Papal opportunity

Pope Kiril Pavlovich Lakota , in publicity photo from movie “The Shoes of the Fisherman” 1968.

I remember the Pope. He was Polish, but he wasn’t Józef Wojtyla. Not Pope John Paul II. This was a man named Kiril Pavlovich Lakota. He had been a political prisoner – Number 103592R – in a Soviet gulag. He was scooped up by the powers that be and sent on a mission, a mission to ascend the thrown of the Catholic Church and to then negotiate an end to the Cold War with China. What? You don’t remember that Pope? Well, he was in all the newspapers, magazines and movie trailers in 1968. And he looked an awful lot like Anthony Quinn.

“You gave me absolute power,” actor Quinn says as Pope Kiril, “You must submit to my use of it.”

That’s right. The Pope I remember was the Pope character played by actor Quinn in “The Shoes of the Fisherman,” the 1968 movie based on the book by Australian author Morris West. In that story, the mythical Pope meets with the premier of China who challenges him to open up the Church’s resources to aid. He considers the offer in prayer and consultation.

Then, during one of the climactic moments of the film, Pope Kiril (Quinn) removes his tiara and informs the world that he intends to give away the majority of the Church’s wealth in order to save it from chaos and nuclear holocaust. It was an extraordinary gesture of humility. But, alas, it was only a movie plot.

This week, of course, the current real Pope, Benedict XVI, now 85, resigned his post. Since the year 1415, when Pope Gregory XII stepped down as Holy Father, all other Popes until this one, have died in office. There was one other controversial resignation, in 1294, when Pope Celestine V, who, history tells us, was under the thumb of King Charles II, ruled a long way from Rome and made naive judgments while presiding as pontiff. Celestine V was the first Pope to formalize resignation. None the reports from the Vatican this week suggested the former Joseph Ratzinger resigned because there were problems in the papacy or because of he was giving in to outside pressure.

I am always haunted by the fact, however, that this Pope was a draftee in the Hitler Youth movement, serving with an anti-aircraft battery during the Second World War. Later, as the Archbishop of Munich, he headed something called the Congregation for the Doctrine of the Faith, which meant he ensured doctrinal orthodoxy. It was in that role that he gained the moniker, “God’s Rottweiler,” as a religious leader holding extremely conservative views against the notion of female ordination, against permitting priests to marry, against the use of contraception, and against the suggested reforms outlined in the Second Vatican Council of the 1960s. He dismissed rock and roll as a most “basic passion” and homosexuality as “an intrinsic moral evil.”

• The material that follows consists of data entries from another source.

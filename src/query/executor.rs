//! Query execution with uniform error capture.
//!
//! The executor is the single entry point every tool goes through: it opens a
//! fresh client handle, runs the query, converts the result and always hands
//! back a [`ResponseEnvelope`].

use std::sync::Arc;
use std::time::Instant;

use tracing::{debug, error, info, warn};

use super::convert::{build_metadata, to_rows};
use super::envelope::ResponseEnvelope;
use crate::config::PlatformConfig;
use crate::connection::create_client;
use crate::error::{BauplanError, Result};
use crate::platform::PlatformConnector;

/// Runs queries against the platform, one client handle per call.
#[derive(Clone)]
pub struct QueryExecutor {
    connector: Arc<dyn PlatformConnector>,
    config: Arc<PlatformConfig>,
}

impl QueryExecutor {
    /// Creates a new query executor.
    pub fn new(connector: Arc<dyn PlatformConnector>, config: Arc<PlatformConfig>) -> Self {
        Self { connector, config }
    }

    /// The configuration queries run with.
    pub fn config(&self) -> &PlatformConfig {
        &self.config
    }

    /// Executes a query and wraps the outcome in an envelope.
    ///
    /// Never fails: connection errors, query errors and conversion errors all
    /// come back as an error envelope.
    pub async fn execute(&self, sql: &str) -> ResponseEnvelope {
        let start = Instant::now();

        match self.execute_immediate(sql).await {
            Ok(envelope) => {
                info!(
                    "Query returned {} rows in {:?}",
                    envelope.row_count(),
                    start.elapsed()
                );
                envelope
            }
            Err(e) => {
                error!("Error executing query: {}", e.message());
                ResponseEnvelope::failure(&e)
            }
        }
    }

    /// Builds the error envelope for a query refused before execution.
    pub fn reject(&self, err: BauplanError) -> ResponseEnvelope {
        warn!("{}", err);
        ResponseEnvelope::failure(&err)
    }

    async fn execute_immediate(&self, sql: &str) -> Result<ResponseEnvelope> {
        let client = create_client(self.connector.as_ref(), &self.config).await?;

        debug!("Executing query: {}", sql);
        let result = client.query(sql, &self.config.branch).await?;

        let data = to_rows(&result);
        let metadata = build_metadata(&result, data.len(), sql);

        Ok(ResponseEnvelope::success(data, metadata))
    }
}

His critics suggest he is leaving the Church in a time of great turmoil. Some interpret his attitudes, including his strong belief that power of the Church remain concentrated in Rome, are out of step with the reality that Catholicism’s most loyal followers (about 1 billion people) live in Latin America and Africa. Others criticize him for falling enrolment in the ranks of priesthood and for turning a blind eye to the sex abuse scandals, illustrating, in their view, his greater interest in protecting the institution than in protecting the young people in its congregations.

To be fair, the actions of paedophile priests occurred long before Pope Benedict assumed the role of Holy Father. And the Pope’s defenders are quick to describe him as a staunch defender of Christian values in an unstable world where, as a National Post story suggested this week, “certainties about the family, the state and faith have shifted at a dramatic rate.” His faithful see him as a kind of pillar of strength in a world weakened by corruption, economic collapse, political disarray and rudderless thinking.

To me, those conditions might seem a good environment in which to exhibit broader thinking than re-instituting the Latin Mass and ignoring the realities of legalized gay marriage and multi-spiritual societies that have existed in Canada for nearly a generation.

But perhaps Pope Benedict’s departure has a silver lining. Perhaps it has given the world’s largest religious organization and its followers the equivalent of my movie Pope Kiril (Anthony Quinn). Maybe the retiring Pope will turn the Catholic Church over to a younger and (as he himself suggested) more agile and able Conclave of Cardinals to deal with the Church’s (and in a way the world’s) problems.

My guess, however, is that neither the Conclave nor the Pope will be very much concerned for the global dangers depicted in “The Shoes of the Fisherman” in 1968 or since, and that the next principal resident of the Vatican may well miss this golden opportunity for change.